Во власти странных, противоречивых чувств я смотрю в пол. Папа дело говорит. Он прав. Но подразумевается, что он мне открыл Америку, и это бесит.
— Второй момент, который я хотел бы прояснить… — Папа снова скребет щеку и отводит взгляд. — У меня не такие взаимоотношения с религией, как у твоей мамы, оттого и реакция на твой роман принципиально иная. — Он заглядывает мне в глаза. — Однако я не считаю, что она неправа. Я согласен не со всеми ее предостережениями и контраргументами, а вот с тем, что ситуация непростая, согласен. Полагаю, родители Себастьяна ваш роман не одобрили бы.
— По-моему, «не одобрили бы» — еще мягко сказано.
Папа уже кивает.
— Значит, встречаетесь вы тайком от них?
— Угу.
— Не по душе мне это, — тихо заявляет папа. — Хочется верить, что на месте Себастьяна ты либо поговорил бы с нами откровенно, либо считался бы с нашими пожеланиями, пока живешь дома.
— Папа, разница в том, что я могу говорить с вами откровенно.

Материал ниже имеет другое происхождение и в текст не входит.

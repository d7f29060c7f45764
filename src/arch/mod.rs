//! Modelo del conjunto de instrucciones AVR.
//!
//! Aquí se definen los operandos concretos que puede recibir una
//! instrucción de máquina y la instrucción misma. La tabla de
//! mnemónicos, las firmas de operandos por mnemónico y la función de
//! codificación viven en [`avr`]. La generación de código usa este
//! módulo para validar operandos en el momento de emitir, y el
//! ensamblador lo usa para calcular tamaños y codificar.

use crate::ast::BinaryOp;
use std::{
    fmt::{self, Display},
    rc::Rc,
    str::FromStr,
};

mod avr;

pub use avr::{Encoding, EncodingError, Mnemonic, Slot};

/// Registro de propósito general, `r0` a `r31`.
#[derive(Copy, Clone, Debug, PartialEq, Eq, Hash, PartialOrd, Ord)]
pub struct Reg(u8);

impl Reg {
    pub const COUNT: u8 = 32;

    pub fn new(number: u8) -> Option<Reg> {
        if number < Reg::COUNT {
            Some(Reg(number))
        } else {
            None
        }
    }

    pub fn number(self) -> u8 {
        self.0
    }

    /// Registros que admiten operandos inmediatos (`ldi`, `cpi`, etc.).
    pub fn is_high(self) -> bool {
        self.0 >= 16
    }
}

impl FromStr for Reg {
    type Err = ();

    fn from_str(name: &str) -> Result<Self, Self::Err> {
        const ALIASES: &[(&str, u8)] = &[
            ("xl", 26),
            ("xh", 27),
            ("yl", 28),
            ("yh", 29),
            ("zl", 30),
            ("zh", 31),
        ];

        if let Some(&(_, number)) = ALIASES
            .iter()
            .find(|(alias, _)| unicase::eq_ascii(*alias, name))
        {
            return Ok(Reg(number));
        }

        let digits = match name.as_bytes().first() {
            Some(b'r') | Some(b'R') => &name[1..],
            _ => return Err(()),
        };

        // Se rechaza "r01" y similares
        if digits.is_empty() || (digits.len() > 1 && digits.starts_with('0')) {
            return Err(());
        }

        digits.parse().ok().and_then(Reg::new).ok_or(())
    }
}

impl Display for Reg {
    fn fmt(&self, formatter: &mut fmt::Formatter<'_>) -> fmt::Result {
        write!(formatter, "r{}", self.0)
    }
}

/// Par de registros consecutivos, identificado por el registro bajo.
#[derive(Copy, Clone, Debug, PartialEq, Eq, Hash)]
pub struct Pair(Reg);

impl Pair {
    pub const X: Pair = Pair(Reg(26));
    pub const Y: Pair = Pair(Reg(28));
    pub const Z: Pair = Pair(Reg(30));

    /// Construye un par a partir de su registro bajo, que debe ser par.
    pub fn new(low: Reg) -> Option<Pair> {
        if low.number() % 2 == 0 {
            Some(Pair(low))
        } else {
            None
        }
    }

    pub fn low(self) -> Reg {
        self.0
    }

    pub fn high(self) -> Reg {
        Reg(self.0.number() + 1)
    }

    /// El par corresponde a un registro índice `X`, `Y` o `Z`.
    pub fn base(self) -> Option<Base> {
        match self.0.number() {
            26 => Some(Base::X),
            28 => Some(Base::Y),
            30 => Some(Base::Z),
            _ => None,
        }
    }

    /// El par admite `adiw`/`sbiw`.
    pub fn is_word(self) -> bool {
        self.0.number() >= 24
    }
}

— Тебе восемнадцать, Танн. Со своим телом ты волен делать все, что заблагорассудится. Но в то, чем ты занимаешься под крышей моего дома, я имею право вмешиваться.
О-ох…
— Ты ведь знаешь, что тебя, Хейли и вашу маму я люблю больше всего на свете.
— Да, знаю.
— Еще я знаю, что тебе нравятся и девушки, и парни. Знаю, что ты будешь экспериментировать, и никогда, ни на одну секунду не буду тебя в этом ущемлять. — Папа ловит мой взгляд. — Застань я тебя с парнем возле церкви, ни слова не сказал бы. Мы с тобой переглянулись бы за ужином, и все, точка.
Неловко-то как! Страшно хочется свернуться клубком и укатиться в угол.
— Но я не желаю, чтобы вы с Себастьяном встречались у нас дома тайком от его родителей.
— Пап, других вариантов у нас немного, — говорю я, заливаясь горячим румянцем.
— Себастьян взрослый. Захочет жить по своим правилам — съедет от родителей.
Так папа показывает, что разговор окончен и тема закрыта. Его мнение — я в курсе — основывается на личном опыте. Я сижу на кровати, вглядываюсь в лицо, которое знаю почти так же хорошо, как свое, и вдруг понимаю, насколько тяжело дается папе этот разговор.
В конце концов, по версии его родни двадцать два года назад он полюбил не ту женщину.
Глава двенадцатая
Мама Осени открывает дверь и отступает на шаг, чтобы впустить меня. От нее Осень унаследовала улыбку с ямочками, но это, пожалуй, все. У Осси рыжеватые волосы, веснушки на носу и ярко-голубые глаза, а миссис Грин — кареглазая брюнетка с оливковой кожей. Каково ежедневно смотреть на дочь, как две капли воды похожую на твоего покойного мужа? Это либо прекрасно, либо душераздирающе, а вероятнее, и то и другое вместе.
У нас есть ритуал: я приветственно целую миссис Грин в щеку, она сообщает, что в холодильнике есть «Ю-ху», и я изображаю бурную радость. Странная штука это «Ю-ху» — водянистое шоколадное молоко в картонной, как у сока, упаковке. В свое первое здешнее лето я сказал миссис Грин, что люблю «Ю-ху», и с тех пор она покупает его для меня. Теперь, поднимаясь в комнату Осени, я каждый раз чувствую себя обязанным брать по упаковке «Ю-ху», хотя больше не перевариваю его. Мы с Осенью проводим научный эксперимент с узамбарской фиалкой, которая растет у нее в горшке на полке: выживет ли цветок, если поливать его исключительно «Ю-ху»?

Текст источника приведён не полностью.